What they said with an addendum. Don't put to much stock in what people say about your choice of viewpoint. When I first started writing I got a few comments that I should write it this way instead of the way I did. I didn't listen to those, the way a person thinks a story should be written is their own personal view, not everyone follows it.

That said, you should pay attention to what your writing and keep in mind changing viewpoints rather demands that you denote the changes either before it happens as has been said, or almost immediately upon reading the new viewpoint.

Though really the most important thing is to keep writing the way you want to. However that happens to be. It is Ok to change viewpoints between stories, like one is written in first person, another is third person omniscient, and a third is written in third person limited. The way you write a story means little, the success of a story lies not in how you write it, but your own wishes on how it should sound and move. ;)

I don't remember who said it, but it's a rather apt thing to say about now. Write not for others, but instead for yourself. You can't please everyone all the time, trying will only ruin your enjoyment. I hope I said it right, and I think I quoted two different people. :eek:
 
Personally, I will usually couple a point-of-view shift with some physical action to allow the reader to anticipate the change. The POV character leaving the room, closing the door behind them, or something similar if the change does not justify a scene break (the * * *). Continually head-hopping is confusing for the reader.

In the story, the very first POV change had me puzzling. At the beginning, Brian was thinking about Cathy being in the bathroom, then we had a flashback from Brian's POV as he was discussing his relationship to Roger and Wendy, then we ended up in the bathroom with Cathy. As I initially read it, I missed the point of view shift until the third sentence where it was revealed that Cathy was looking at herself in the mirror. Up until this point, the POV is indeterminate. The first two sentences, "In the bathroom..." and "She stood nude..." could have still been from Brian's point of view.

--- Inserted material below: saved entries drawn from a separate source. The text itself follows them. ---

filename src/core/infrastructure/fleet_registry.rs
//! Catalogue of known guests.

use crate::core::domain::{
    error::{CunikError, CunikResult},
    model::{fleet_record::FleetRecord, guest_status::GuestStatus},
};
use async_trait::async_trait;
use std::collections::HashMap;
use tokio::sync::RwLock;
use uuid::Uuid;

/// Bookkeeping of every guest a manager has created.
///
/// Guests call into the registry after each successful transition.
#[async_trait]
pub trait FleetRegistry: Send + Sync {
    /// Records a newly created guest.
    async fn register(&self, record: FleetRecord) -> CunikResult<()>;

    /// Records a new status for a known guest.
    async fn update(&self, id: Uuid, status: GuestStatus) -> CunikResult<()>;

    /// Forgets a guest.
    async fn remove(&self, id: Uuid) -> CunikResult<()>;

    /// Returns the record for `id`, if any.
    async fn get(&self, id: Uuid) -> CunikResult<Option<FleetRecord>>;

    /// Returns every record, ordered by name.
    async fn list(&self) -> CunikResult<Vec<FleetRecord>>;
}

/// Process-local fleet registry.
#[derive(Debug, Default)]
pub struct InMemoryFleetRegistry {
    records: RwLock<HashMap<Uuid, FleetRecord>>,
}

impl InMemoryFleetRegistry {
    pub fn new() -> Self {
        Self::default()
    }
}

#[async_trait]
impl FleetRegistry for InMemoryFleetRegistry {
    async fn register(&self, record: FleetRecord) -> CunikResult<()> {
        let mut records = self.records.write().await;
        if records.contains_key(&record.id) {
            return Err(CunikError::Registry(format!(
                "guest {} is already registered",
                record.id
            )));
        }
        records.insert(record.id, record);
        Ok(())
    }

    async fn update(&self, id: Uuid, status: GuestStatus) -> CunikResult<()> {
        let mut records = self.records.write().await;
        let record = records
            .get_mut(&id)
            .ok_or_else(|| CunikError::Registry(format!("guest {} is not registered", id)))?;
        record.status = status;
        Ok(())
    }

    async fn remove(&self, id: Uuid) -> CunikResult<()> {
        self.records
            .write()
            .await
            .remove(&id)
            .map(|_| ())
            .ok_or_else(|| CunikError::Registry(format!("guest {} is not registered", id)))
    }

    async fn get(&self, id: Uuid) -> CunikResult<Option<FleetRecord>> {
        Ok(self.records.read().await.get(&id).cloned())
    }

    async fn list(&self) -> CunikResult<Vec<FleetRecord>> {
        let mut records: Vec<FleetRecord> = self.records.read().await.values().cloned().collect();
        records.sort_by(|a, b| a.name.cmp(&b.name).then(a.id.cmp(&b.id)));
        Ok(records)
    }
}
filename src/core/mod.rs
pub mod domain;
pub mod infrastructure;
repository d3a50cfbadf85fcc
//! Resolution of logical image and data-volume names to filesystem paths.

use crate::core::domain::error::ResolveError;
use async_trait::async_trait;
use std::collections::HashMap;
use std::path::{Path, PathBuf};

/// Resolves image names to bootable kernel images.
#[async_trait]
pub trait ImageRegistry: Send + Sync {
    /// # Errors
    /// `ResolveError::UnknownImage` if no image carries `name`.
    async fn image_path(&self, name: &str) -> Result<PathBuf, ResolveError>;
}

/// Resolves data-volume names to disk images.
#[async_trait]
pub trait DataVolumeRegistry: Send + Sync {
    /// # Errors
    /// `ResolveError::UnknownVolume` if no volume carries `name`.
    async fn volume_path(&self, name: &str) -> Result<PathBuf, ResolveError>;
}

/// A fixed name → path table.
///
/// Implements both registry traits, so one table can serve images and
/// another volumes.
///
/// # Examples
///
/// ```
/// use cunik::StaticRegistry;
///
/// let images = StaticRegistry::new().with_entry("alpine", "/images/alpine.img");
/// assert_eq!(images.len(), 1);
/// ```
#[derive(Debug, Clone, Default)]
pub struct StaticRegistry {
    entries: HashMap<String, PathBuf>,
}

impl StaticRegistry {
    pub fn new() -> Self {
        Self::default()
    }

    /// Adds or replaces an entry.
    pub fn with_entry(mut self, name: impl Into<String>, path: impl Into<PathBuf>) -> Self {
        self.entries.insert(name.into(), path.into());
        self
    }

    pub fn len(&self) -> usize {
        self.entries.len()
    }

    pub fn is_empty(&self) -> bool {
        self.entries.is_empty()
    }
}

#[async_trait]
impl ImageRegistry for StaticRegistry {
    async fn image_path(&self, name: &str) -> Result<PathBuf, ResolveError> {
        self.entries
            .get(name)
            .cloned()
            .ok_or_else(|| ResolveError::UnknownImage(name.to_string()))
    }
}

#[async_trait]
impl DataVolumeRegistry for StaticRegistry {
    async fn volume_path(&self, name: &str) -> Result<PathBuf, ResolveError> {
        self.entries
            .get(name)
            .cloned()
            .ok_or_else(|| ResolveError::UnknownVolume(name.to_string()))
    }
}

/// Resolves `name` to `<root>/<name>` when that file exists.
///
/// Names containing path separators or `..` never resolve.
#[derive(Debug, Clone)]
pub struct DirectoryRegistry {
    root: PathBuf,
}

impl DirectoryRegistry {
    pub fn new(root: impl Into<PathBuf>) -> Self {
        Self { root: root.into() }
    }

    pub fn root(&self) -> &Path {
        &self.root
    }

    async fn lookup(&self, name: &str) -> Option<PathBuf> {
        if name.is_empty() || name == "." || name == ".." || name.contains(['/', '\\']) {
            return None;
        }
        let candidate = self.root.join(name);
        match tokio::fs::metadata(&candidate).await {
            Ok(metadata) if metadata.is_file() => Some(candidate),
            _ => None,
        }
    }
}

#[async_trait]
impl ImageRegistry for DirectoryRegistry {
    async fn image_path(&self, name: &str) -> Result<PathBuf, ResolveError> {
        self.lookup(name)
            .await
            .ok_or_else(|| ResolveError::UnknownImage(name.to_string()))
    }
}

#[async_trait]
impl DataVolumeRegistry for DirectoryRegistry {
    async fn volume_path(&self, name: &str) -> Result<PathBuf, ResolveError> {
        self.lookup(name)
            .await
            .ok_or_else(|| ResolveError::UnknownVolume(name.to_string()))
    }
}
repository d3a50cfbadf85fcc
use std::time::Duration;
use thiserror::Error;

/// The main error type for guest lifecycle operations.
///
/// This enum represents every failure the lifecycle core can surface:
/// configuration problems, name resolution failures, control-plane
/// rejections, timeouts and fleet registry bookkeeping errors.
#[derive(Error, Debug)]
pub enum CunikError {
    /// A required key is absent from a guest configuration map
    ///
    /// # Fields
    /// * `field` - The name of the missing key
    #[error("Missing required field '{field}'")]
    MissingField { field: String },

    /// A domain configuration was serialized before its required fields were set
    ///
    /// # Fields
    /// * `missing` - The names of the unset fields, in declaration order
    #[error("Incomplete domain configuration, missing: {}", missing.join(", "))]
    IncompleteConfig { missing: Vec<&'static str> },

    /// A logical image or volume name could not be resolved to a path
    #[error("Unresolved reference: {0}")]
    UnresolvedReference(#[from] ResolveError),

    /// The control plane refused to define a domain
    ///
    /// # Fields
    /// * `domain` - The domain name that was being defined
    /// * `source` - The control-plane diagnostic
    #[error("Definition of domain '{domain}' failed: {source}")]
    Definition {
        domain: String,
        source: ControlPlaneError,
    },

    /// The control plane rejected a lifecycle command
    ///
    /// # Fields
    /// * `operation` - The command that was rejected
    /// * `source` - The control-plane diagnostic
    #[error("Lifecycle operation '{operation}' failed: {source}")]
    Lifecycle {
        operation: Operation,
        source: ControlPlaneError,
    },

    /// The control plane could not be reached
    #[error("Connection error: {0}")]
    Connection(ControlPlaneError),

    /// A control-plane call did not complete within the configured deadline
    #[error("Control-plane call '{operation}' timed out after {after:?}")]
    Timeout { operation: Operation, after: Duration },

    /// An operation was attempted on a guest that can no longer accept it
    #[error("Guest {guest} cannot {operation} while {status}")]
    InvalidState {
        guest: String,
        operation: &'static str,
        status: String,
    },

    /// The fleet registry failed to record a transition
    #[error("Fleet registry error: {0}")]
    Registry(String),

    /// Represents validation failures with detailed context
    #[error("Validation error: {0}")]
    Validation(#[from] ValidationError),
}

/// Specialized error type for validation failures.
///
/// This enum provides detailed context about why a validation
/// failed, including field-specific errors and format violations.
#[derive(Error, Debug, Clone, PartialEq, Eq)]
pub enum ValidationError {
    /// Represents a validation failure for a specific field
    ///
    /// # Fields
    /// * `field` - The name of the field that failed validation
    /// * `message` - A detailed message about why validation failed
    #[error("Field '{field}' validation failed: {message}")]
    Field { field: String, message: String },

    /// Represents format/syntax validation failures
    #[error("Format error: {0}")]
    Format(String),

    /// Represents violations of domain constraints
    #[error("Domain constraint violation: {0}")]
    ConstraintViolation(String),
}

/// Failure to resolve a logical name through one of the registries.
#[derive(Error, Debug, Clone, PartialEq, Eq)]
pub enum ResolveError {
    #[error("unknown image '{0}'")]
    UnknownImage(String),

    #[error("unknown data volume '{0}'")]
    UnknownVolume(String),
}

/// Diagnostic reported by a hypervisor control-plane collaborator.
///
/// `code` carries the control plane's native error number when it has one.
#[derive(Error, Debug, Clone, PartialEq, Eq)]
#[error("{message}")]
pub struct ControlPlaneError {
    pub message: String,
    pub code: Option<i32>,
}

impl ControlPlaneError {
    pub fn new(message: impl Into<String>) -> Self {
        Self {
            message: message.into(),
            code: None,
        }
    }

    pub fn with_code(message: impl Into<String>, code: i32) -> Self {
        Self {
            message: message.into(),
            code: Some(code),
        }
    }
}

/// A single round trip to the hypervisor control plane.
#[derive(Debug, Clone, Copy, PartialEq, Eq)]
pub enum Operation {
    Connect,
    Define,
    Close,
    IsActive,
    Create,
    Resume,
    Suspend,
    Destroy,
    Undefine,
}

impl std::fmt::Display for Operation {
    fn fmt(&self, f: &mut std::fmt::Formatter<'_>) -> std::fmt::Result {
        let name = match self {
            Operation::Connect => "connect",
            Operation::Define => "define",
            Operation::Close => "close",
            Operation::IsActive => "is_active",
            Operation::Create => "create",
            Operation::Resume => "resume",
            Operation::Suspend => "suspend",
            Operation::Destroy => "destroy",
            Operation::Undefine => "undefine",
        };
        f.write_str(name)
    }
}

/// Type alias for Results that may fail with a CunikError
pub type CunikResult<T> = Result<T, CunikError>;
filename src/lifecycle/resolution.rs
//! Turning a [`GuestConfig`] into a [`DomainConfig`].

use crate::core::domain::{
    error::CunikResult,
    model::{domain_config::DomainConfig, guest_config::GuestConfig},
};
use crate::core::infrastructure::registry::{DataVolumeRegistry, ImageRegistry};
use tracing::debug;

impl GuestConfig {
    /// Resolves logical names through the registries and assembles the
    /// domain configuration.
    ///
    /// The volume registry is only consulted when a data volume is named.
    /// Memory is converted from KiB to MiB, rounding up.
    ///
    /// # Errors
    /// `CunikError::UnresolvedReference` if the image or volume is unknown.
    pub async fn resolve(
        &self,
        images: &dyn ImageRegistry,
        volumes: &dyn DataVolumeRegistry,
    ) -> CunikResult<DomainConfig> {
        let mut domain = DomainConfig::new();
        domain.set_name(self.name());
        domain.set_image_path(images.image_path(self.image_name()).await?);
        domain.set_command_line(self.command_line());
        domain.set_hypervisor_kind(self.hypervisor_kind());
        domain.set_memory_size(self.memory_size());

        if let Some(volume) = self.data_volume() {
            domain.set_data_volume_path(volumes.volume_path(volume).await?);
            if let Some(mount_point) = self.data_volume_mount_point() {
                domain.set_data_volume_mount_point(mount_point);
            }
        }

        if let Some(network) = self.network_config() {
            domain.set_network_config(network);
        }

        debug!(
            "Resolved guest '{}' to image {:?} with {}",
            self.name(),
            domain.image_path(),
            domain.memory_size()
        );
        Ok(domain)
    }
}
use crate::core::domain::error::ValidationError;
use serde::{Deserialize, Serialize};
use std::fmt;

const KIB_PER_MIB: u64 = 1024;

/// A validated guest memory allocation, held in MiB.
#[derive(Debug, Clone, Copy, PartialEq, Eq, PartialOrd, Ord, Hash, Serialize, Deserialize)]
pub struct MemorySize(u64);

impl MemorySize {
    /// Allocation used when the owner never sets one.
    pub const DEFAULT: MemorySize = MemorySize(1024);

    /// Creates a size from a MiB count.
    pub fn from_mib(mib: u64) -> Result<Self, ValidationError> {
        validate_memory_mib(mib)?;
        Ok(Self(mib))
    }

    /// Creates a size from a KiB count, rounding up to the next whole MiB.
    pub fn from_kib(kib: u64) -> Result<Self, ValidationError> {
        if kib == 0 {
            return Err(ValidationError::Field {
                field: "mem".to_string(),
                message: "Memory size must be positive".to_string(),
            });
        }
        Ok(Self(kib.div_ceil(KIB_PER_MIB)))
    }

    /// Returns the allocation in MiB.
    pub fn as_mib(&self) -> u64 {
        self.0
    }
}

impl Default for MemorySize {
    fn default() -> Self {
        Self::DEFAULT
    }
}

impl fmt::Display for MemorySize {
    fn fmt(&self, f: &mut fmt::Formatter<'_>) -> fmt::Result {
        write!(f, "{} MiB", self.0)
    }
}

/// Validates a memory size expressed in MiB.
fn validate_memory_mib(mib: u64) -> Result<(), ValidationError> {
    if mib == 0 {
        return Err(ValidationError::Field {
            field: "memory_size".to_string(),
            message: "Memory size must be positive".to_string(),
        });
    }
    Ok(())
}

I'm not trying to be overly critical, but POV can be a minefield for the author since they have such an intimate relationship with the characters and the story. The author would never share in my confusion- carefully choosing the POV in order to progress the story. The pace here is good and the POV shift is necessary in order to introduce the other character, but some additional effort is required to resolve the ambiguity.
 
I don't remember who said it, but it's a rather apt thing to say about now. Write not for others, but instead for yourself. You can't please everyone all the time, trying will only ruin your enjoyment. I hope I said it right, and I think I quoted two different people. :eek:

Thank you so much for your thoughtful response! :)
 
In the story, the very first POV change had me puzzling. At the beginning, Brian was thinking about Cathy being in the bathroom, then we had a flashback from Brian's POV as he was discussing his relationship to Roger and Wendy, then we ended up in the bathroom with Cathy. As I initially read it, I missed the point of view shift until the third sentence where it was revealed that Cathy was looking at herself in the mirror. Up until this point, the POV is indeterminate. The first two sentences, "In the bathroom..." and "She stood nude..." could have still been from Brian's point of view.
.

Thank you...this is good to know and I'll try to improve on it in future tries!